Because there is a limit to how much live data you can get in DBDOC, a user who consumes a large amount of live data resources can greatly reduce the amount of live data available to everyone else. Everyone should use as much live data as they need in order to make the best use of DBDOC when they are analyzing their system, but we recommend the following best practices to ensure that users do not use too much live data when they do not need it.
Check your communication and usage statistics to see how much live data has been requested from your system, and to check if there might be any one or two users who are using far more live data than everyone else. If so, it can be helpful to review how these users are using DBDOC and see if they are following these best practices.
- Ensure that you are not getting data for a block that is offline or that doesn't exist in your system.
- For example, if you are using an out of date .dbdoc file and you try to get data for a sheet that shows an old block that has since been deleted from your system, that will greatly slow down live data for all of your users and greatly reduce the amount of live data that DBDOC can produce. This is because the request for data will stay on the loop until it times out, after about five seconds, so for those five seconds live data might hang for everyone. If this sort of thing happens repeatedly (for example, if a user is trying to look at an entire sheet of old blocks that no longer exist in your system), it could cause live data to become entirely unavailable.

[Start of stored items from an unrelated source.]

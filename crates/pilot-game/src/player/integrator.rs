//! Per-mode velocity rules
//!
//! Gravity is integrated every tick before the mode rule runs, and a jump
//! overwrites the vertical component afterwards. Horizontal and vertical
//! parts are split only for the duration of the update; the result is one
//! 3D velocity because the collision resolver works on the combined value.

use glam::Vec3;
use pilot_core::{horizontal, with_horizontal};

use crate::input::MotionIntent;

use super::{MovementConfig, MovementState};

/// Result of one integration step
#[derive(Debug, Clone, Copy, PartialEq)]
pub struct Integration {
    pub velocity: Vec3,
    /// A jump impulse was applied this tick
    pub jumped: bool,
}

/// Advance `velocity` by one tick under `mode`
pub fn integrate(
    velocity: Vec3,
    mode: MovementState,
    intent: &MotionIntent,
    sprinting: bool,
    config: &MovementConfig,
    dt: f32,
) -> Integration {
    let mut velocity = apply_gravity(velocity, config.gravity, dt);

    velocity = match mode {
        MovementState::Grounded => {
            let planar = horizontal(velocity);
            let planar = if intent.has_direction() {
                let target = intent.direction * config.ground_speed(sprinting);
                seek(planar, target, intent.direction, config, dt)
            } else {
                apply_friction(planar, config.ground_friction, dt)
            };
            with_horizontal(velocity, planar)
        }
        MovementState::Crouched => {
            let target = intent.direction * config.max_crouch_speed;
            let planar = seek(horizontal(velocity), target, intent.direction, config, dt);
            with_horizontal(velocity, planar)
        }
        MovementState::Sliding => {
            let planar = apply_friction(horizontal(velocity), config.slide_friction, dt);
            with_horizontal(velocity, planar)
        }
        MovementState::Airborne => {
            let accel = if intent.axes.forward_only() {
                config.air_forward_acceleration
            } else {
                config.air_acceleration
            };
            air_accelerate(velocity, intent.direction, config.max_air_speed, accel, dt)
        }
    };

    let jumped = intent.jump && mode.is_grounded();
    if jumped {
        velocity.y = config.jump_speed;
    }

    Integration { velocity, jumped }
}

/// Subtract `gravity * dt` from the vertical component
pub fn apply_gravity(velocity: Vec3, gravity: f32, dt: f32) -> Vec3 {
    Vec3::new(velocity.x, velocity.y - gravity * dt, velocity.z)
}

/// Move horizontal velocity toward `target` by a clamped linear blend.
///
/// Uses `acceleration` while the wish direction agrees with the current
/// heading, `deceleration` otherwise (including when there is no direction).
pub fn seek(
    planar: Vec3,
    target: Vec3,
    direction: Vec3,
    config: &MovementConfig,
    dt: f32,
) -> Vec3 {
    let rate = if direction.dot(planar) > 0.0 {
        config.acceleration
    } else {
        config.deceleration
    };
    planar.lerp(target, (rate * dt).clamp(0.0, 1.0))
}

/// Quake air acceleration: only adds speed along `direction`, up to `max_speed`
pub fn air_accelerate(
    velocity: Vec3,
    direction: Vec3,
    max_speed: f32,
    acceleration: f32,
    dt: f32,
) -> Vec3 {
    let current_speed = velocity.dot(direction);
    let added_speed = (max_speed - current_speed).clamp(0.0, acceleration * dt);
    velocity + direction * added_speed
}

/// Scale horizontal speed down by `speed * coefficient * dt`, never below zero
pub fn apply_friction(planar: Vec3, coefficient: f32, dt: f32) -> Vec3 {
    let speed = planar.length();
    if speed <= 0.0 {
        return planar;
    }
    let new_speed = (speed - speed * coefficient * dt).max(0.0);
    planar * (new_speed / speed)
}

#[cfg(test)]
mod tests {
    use super::*;
    use crate::camera::CameraBasis;
    use crate::input::MoveAxes;
    use pilot_core::horizontal_speed;

    fn forward() -> MoveAxes {
        MoveAxes {
            forward: true,
            ..Default::default()
        }
    }

    fn intent(axes: MoveAxes) -> MotionIntent {
        MotionIntent::new(axes, CameraBasis::default(), false, false, false)
    }

    #[test]
    fn test_walk_converges_without_overshoot() {
        let config = MovementConfig {
            max_walk_speed: 5.0,
            acceleration: 15.0,
            ..Default::default()
        };
        let intent = intent(forward());
        let mut velocity = Vec3::ZERO;

        for _ in 0..50 {
            velocity = integrate(velocity, MovementState::Grounded, &intent, false, &config, 0.1)
                .velocity;
            assert!(horizontal_speed(velocity) <= 5.0 + 1e-4);
            velocity.y = 0.0;
        }
        assert!((horizontal_speed(velocity) - 5.0).abs() < 0.01);
    }

    #[test]
    fn test_walk_converges_gradually_at_small_dt() {
        let config = MovementConfig::default();
        let intent = intent(forward());
        let mut velocity = Vec3::ZERO;
        let mut previous = 0.0;

        for _ in 0..120 {
            velocity = integrate(
                velocity,
                MovementState::Grounded,
                &intent,
                false,
                &config,
                1.0 / 60.0,
            )
            .velocity;
            velocity.y = 0.0;
            let speed = horizontal_speed(velocity);
            assert!(speed >= previous - 1e-5);
            assert!(speed <= config.max_walk_speed + 1e-4);
            previous = speed;
        }
        assert!((previous - config.max_walk_speed).abs() < 0.01);
    }

    #[test]
    fn test_no_input_grounded_only_slows_down() {
        let config = MovementConfig::default();
        let idle = MotionIntent::default();
        let mut velocity = Vec3::new(6.0, 0.0, -3.0);
        let mut previous = horizontal_speed(velocity);

        for _ in 0..200 {
            velocity = integrate(
                velocity,
                MovementState::Grounded,
                &idle,
                false,
                &config,
                1.0 / 60.0,
            )
            .velocity;
            let speed = horizontal_speed(velocity);
            assert!(speed <= previous);
            previous = speed;
        }
        assert!(previous < 0.01);
    }

    #[test]
    fn test_friction_clamps_at_zero() {
        let result = apply_friction(Vec3::new(3.0, 0.0, 0.0), 8.0, 0.5);
        assert_eq!(result, Vec3::ZERO);
    }

    #[test]
    fn test_turning_away_uses_deceleration() {
        let config = MovementConfig {
            acceleration: 1.0,
            deceleration: 10.0,
            ..Default::default()
        };
        let planar = Vec3::new(0.0, 0.0, -5.0);

        let toward = seek(planar, Vec3::new(0.0, 0.0, -5.0), Vec3::NEG_Z, &config, 0.05);
        assert_eq!(toward, planar);

        let away = seek(planar, Vec3::new(0.0, 0.0, 5.0), Vec3::Z, &config, 0.05);
        assert!((away.z - 0.0).abs() < 1e-5);
    }

    #[test]
    fn test_jump_overwrites_vertical_velocity() {
        let config = MovementConfig::default();
        let jump = MotionIntent {
            jump: true,
            ..Default::default()
        };

        for vy in [-12.0, 0.0, 3.0] {
            for mode in [
                MovementState::Grounded,
                MovementState::Crouched,
                MovementState::Sliding,
            ] {
                let result = integrate(Vec3::new(1.0, vy, 0.0), mode, &jump, false, &config, 0.1);
                assert!(result.jumped);
                assert_eq!(result.velocity.y, config.jump_speed);
            }
        }
    }

    #[test]
    fn test_no_jump_while_airborne() {
        let config = MovementConfig::default();
        let jump = MotionIntent {
            jump: true,
            ..Default::default()
        };
        let result = integrate(Vec3::ZERO, MovementState::Airborne, &jump, false, &config, 0.1);
        assert!(!result.jumped);
        assert!(result.velocity.y < 0.0);
    }

    #[test]
    fn test_gravity_accumulates_while_airborne() {
        let config = MovementConfig {
            gravity: 20.0,
            ..Default::default()
        };
        let idle = MotionIntent::default();
        let mut velocity = Vec3::ZERO;

        for n in 1..=30 {
            velocity = integrate(
                velocity,
                MovementState::Airborne,
                &idle,
                false,
                &config,
                1.0 / 60.0,
            )
            .velocity;
            let expected = -20.0 * n as f32 / 60.0;
            assert!((velocity.y - expected).abs() < 1e-4);
        }
    }

    #[test]
    fn test_air_accelerate_never_exceeds_cap_along_wish() {
        let max_speed = 1.0;
        let directions = [
            Vec3::X,
            Vec3::NEG_Z,
            Vec3::new(1.0, 0.0, 1.0).normalize(),
            Vec3::new(-0.3, 0.0, 0.9).normalize(),
        ];
        let velocities = [
            Vec3::ZERO,
            Vec3::new(0.5, -2.0, 0.0),
            Vec3::new(8.0, 1.0, -8.0),
            Vec3::new(-4.0, 0.0, 0.2),
        ];

        for direction in directions {
            for velocity in velocities {
                for dt in [1.0 / 120.0, 1.0 / 60.0, 0.05, 0.1] {
                    let before = velocity.dot(direction);
                    let after = air_accelerate(velocity, direction, max_speed, 40.0, dt).dot(direction);
                    assert!(after <= max_speed.max(before) + 1e-5);
                    assert!(after >= before - 1e-5);
                }
            }
        }
    }

    #[test]
    fn test_air_strafe_gains_speed() {
        let config = MovementConfig::default();
        let strafe = intent(MoveAxes {
            right: true,
            ..Default::default()
        });
        let start = Vec3::new(0.0, 0.0, -8.0);
        let result = integrate(start, MovementState::Airborne, &strafe, false, &config, 0.1);
        assert!(horizontal_speed(result.velocity) > horizontal_speed(start));
    }

    #[test]
    fn test_forward_only_air_input_uses_reduced_acceleration() {
        let config = MovementConfig::default();
        let dt = 1.0 / 60.0;

        let forward_only = integrate(
            Vec3::ZERO,
            MovementState::Airborne,
            &intent(forward()),
            false,
            &config,
            dt,
        );
        let diagonal = integrate(
            Vec3::ZERO,
            MovementState::Airborne,
            &intent(MoveAxes {
                forward: true,
                right: true,
                ..Default::default()
            }),
            false,
            &config,
            dt,
        );

        let forward_gain = horizontal_speed(forward_only.velocity);
        assert!((forward_gain - config.air_forward_acceleration * dt).abs() < 1e-5);
        assert!(horizontal_speed(diagonal.velocity) > forward_gain);
    }

    #[test]
    fn test_sliding_ignores_input() {
        let config = MovementConfig::default();
        let start = Vec3::new(10.0, 0.0, 0.0);
        let steer = intent(MoveAxes {
            left: true,
            ..Default::default()
        });

        let steered = integrate(start, MovementState::Sliding, &steer, false, &config, 0.1);
        let idle = integrate(start, MovementState::Sliding, &MotionIntent::default(), false, &config, 0.1);

        assert_eq!(steered.velocity, idle.velocity);
        let expected = 10.0 * (1.0 - config.slide_friction * 0.1);
        assert!((steered.velocity.x - expected).abs() < 1e-4);
    }

    #[test]
    fn test_crouched_targets_crouch_speed() {
        let config = MovementConfig::default();
        let mut velocity = Vec3::new(0.0, 0.0, -6.0);
        let forward = intent(forward());

        for _ in 0..120 {
            velocity = integrate(
                velocity,
                MovementState::Crouched,
                &forward,
                true,
                &config,
                1.0 / 60.0,
            )
            .velocity;
            velocity.y = 0.0;
        }
        assert!((horizontal_speed(velocity) - config.max_crouch_speed).abs() < 0.01);
    }

    #[test]
    fn test_sprint_raises_target() {
        let config = MovementConfig::default();
        let forward = intent(forward());
        let walking = Vec3::new(0.0, 0.0, -config.max_walk_speed);

        let walk = integrate(walking, MovementState::Grounded, &forward, false, &config, 0.1);
        let sprint = integrate(walking, MovementState::Grounded, &forward, true, &config, 0.1);

        assert!((horizontal_speed(walk.velocity) - config.max_walk_speed).abs() < 1e-4);
        assert!(horizontal_speed(sprint.velocity) > config.max_walk_speed + 0.1);
    }
}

- Use the camera to get Hyperview live data instead of the clock.
- Using the clock button to get live data uses up roughly 10 times more live data than using the camera so we recommend that all users should use the camera for most work -- you should only turn on the clock if you really need it, and you should be diligent about making sure that you turn it off when you are done with the work that required it. Otherwise, you could be using up as much data as 10 more responsible users.
- Close or minimize the Hyperview window when you are finished using it.
- If Hyperview is left running on a computer after you are finished with it, it can continue asking for data. Closing Hyperview when you are done with it, or even just minimizing it, can help a lot to make sure that Hyperview isn't getting a lot of data that users don't actually need. (Hyperview will not get on-document data while it is minimized, but it will still get data for the watch window.)
- Pause data collection in watch window groups when you are finished with them.
- The watch window is mainly intended to be used as a short-term analysis tool -- for most watch window work, we expect that you will trend data for a few minutes and then analyze what that data is doing and then turn off the trending in the watch window. (To turn off data collection: on the **Group** menu in the watch window you can click **Pause All Blocks** to stop getting data for that watch window group; or as a quicker shortcut you can click the clock icon so that it turns white.) If you leave a lot of watch window groups running, that can consume a lot of live data. You can use the watch window to trend blocks for a longer period of time, but the most important thing is to make sure that you turn it off when you are finished getting the data you need -- otherwise, it will keep getting data when Hyperview is open, even if the watch window itself isn't being shown. If you need to keep track of what a block is doing over a very long period of time, or if you want to constantly monitor something all the time, that is the sort of situation where it is better to use a dedicated historian tool instead of the watch window.
- Be careful when opening multiple Hyperview windows at once.
- If you keep opening new Hyperview windows without closing old ones, each Hyperview window could keep getting data -- once you have a lot of them open, it is easy for Hyperview to be requesting a lot of data at once.
- Turn off Show Live Specs when you are done looking at live specs.
- If you are using Show Live Specs and you turn on Live Specs for a lot of blocks, it can take more data to display the live specs because the live specs don't benefit from OPC90's turbo mode. We recommend that when you are done looking at live specs, it is best to turn off Show Live Specs to make sure that you are not getting additional live specs when you don't need them.